use crate::catalog::CatalogError;
use crate::dataset::DatasetError;
use std::io;
use thiserror::Error;

/// An error that stops a benchmark run.
#[derive(Error, Debug)]
pub enum Error {
    /// The class catalog is malformed.
    #[error("Invalid class catalog: {0}")]
    Catalog(#[from] CatalogError),
    /// A dataset could not be generated.
    #[error("Invalid dataset: {0}")]
    Dataset(#[from] DatasetError),
    /// The report could not be written.
    #[error("Failed to write the report: {0}")]
    Io(#[from] io::Error),
}
impl Catalog {
    /// Registers the deep, shallow and balanced hierarchies and the unrelated class.
    pub fn standard() -> Result<Catalog, CatalogError> {
        use Hierarchy::*;

        let mut builder = CatalogBuilder::new();
        builder.register_root::<Root>()?;

        builder.register::<deep::B>(Deep)?;
        builder.register::<deep::C>(Deep)?;
        builder.register::<deep::D>(Deep)?;
        builder.register::<deep::E>(Deep)?;
        builder.register::<deep::F>(Deep)?;
        builder.register::<deep::G>(Deep)?;
        builder.register::<deep::H>(Deep)?;

        builder.register::<shallow::B>(Shallow)?;
        builder.register::<shallow::C>(Shallow)?;
        builder.register::<shallow::D>(Shallow)?;
        builder.register::<shallow::E>(Shallow)?;
        builder.register::<shallow::F>(Shallow)?;
        builder.register::<shallow::G>(Shallow)?;
        builder.register::<shallow::H>(Shallow)?;

        builder.register::<balanced::B>(Balanced)?;
        builder.register::<balanced::C>(Balanced)?;
        builder.register::<balanced::D>(Balanced)?;
        builder.register::<balanced::E>(Balanced)?;
        builder.register::<balanced::F>(Balanced)?;
        builder.register::<balanced::G>(Balanced)?;
        builder.register::<balanced::H>(Balanced)?;

        builder.register_unrelated::<Unrelated>()?;
        builder.build()
    }

    /// Gets the number of registered classes.
    #[inline]
    pub fn len(&self) -> usize {
        self.nodes.len()
    }

    /// Whether no class is registered. Never true for a built catalog.
    #[inline]
    pub fn is_empty(&self) -> bool {
        self.nodes.is_empty()
    }

    /// Gets the node of `class`.
    ///
    /// Panics if `class` does not come from this catalog.
    #[inline]
    pub fn node(&self, class: ClassId) -> &TypeNode {
        &self.nodes[class.index()]
    }

    /// Iterates over all registered classes in registration order.
    pub fn nodes(&self) -> impl Iterator<Item = (ClassId, &TypeNode)> {
        self.nodes
            .iter()
            .enumerate()
            .map(|(idx, node)| (ClassId(idx as u16), node))
    }

    /// Gets the class registered for `tid`.
    #[inline]
    pub fn lookup(&self, tid: TypeId) -> Option<ClassId> {
        self.tid_map.get(&tid).copied()
    }

    /// Gets the class registered for `T`, or an error if `T` was never registered.
    pub fn resolve<T: Class>(&self) -> Result<ClassId, CatalogError> {
        self.lookup(TypeId::of::<T>())
            .ok_or(CatalogError::NotRegistered(type_name::<T>()))
    }

    /// The shared root class.
    #[inline]
    pub fn root(&self) -> ClassId {
        self.slots[0][0]
    }

    /// The class that no spawned object derives from.
    #[inline]
    pub fn unrelated(&self) -> ClassId {
        self.unrelated
    }

    /// The slot table of `hierarchy`. Slot `0` is the shared root.
    #[inline]
    pub fn slots(&self, hierarchy: Hierarchy) -> &[ClassId; SLOTS] {
        &self.slots[hierarchy.index()]
    }

    /// Gets the class at `slot` of `hierarchy`.
    pub fn slot(&self, hierarchy: Hierarchy, slot: usize) -> Option<ClassId> {
        self.slots(hierarchy).get(slot).copied()
    }

    /// Whether `class` is `ancestor` or derives from it.
    #[inline]
    pub fn is_ancestor(&self, ancestor: ClassId, class: ClassId) -> bool {
        self.node(class).ancestry & ancestor.bit() != 0
    }

    /// The constructor of `class`. [`None`] for the unrelated class.
    #[inline]
    pub fn spawner(&self, class: ClassId) -> Option<SpawnFn> {
        self.node(class).spawn
    }

    /// Spawns an instance of `class`.
    pub fn spawn(&self, class: ClassId) -> Option<Handle> {
        self.spawner(class).map(|spawn| spawn(class))
    }

    /// The language-level cast targeting `class`.
    #[inline]
    pub fn native(&self, class: ClassId) -> CastFn {
        self.node(class).native
    }
}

********

TASK DIRECTIONS: Starting at the top of the listing above, repeat every line exactly until the line that contains "not be generated." has been repeated too.

SOLUTION:
use crate::catalog::CatalogError;
use crate::dataset::DatasetError;
use std::io;
use thiserror::Error;

/// An error that stops a benchmark run.
#[derive(Error, Debug)]
pub enum Error {
    /// The class catalog is malformed.
    #[error("Invalid class catalog: {0}")]
    Catalog(#[from] CatalogError),
    /// A dataset could not be generated.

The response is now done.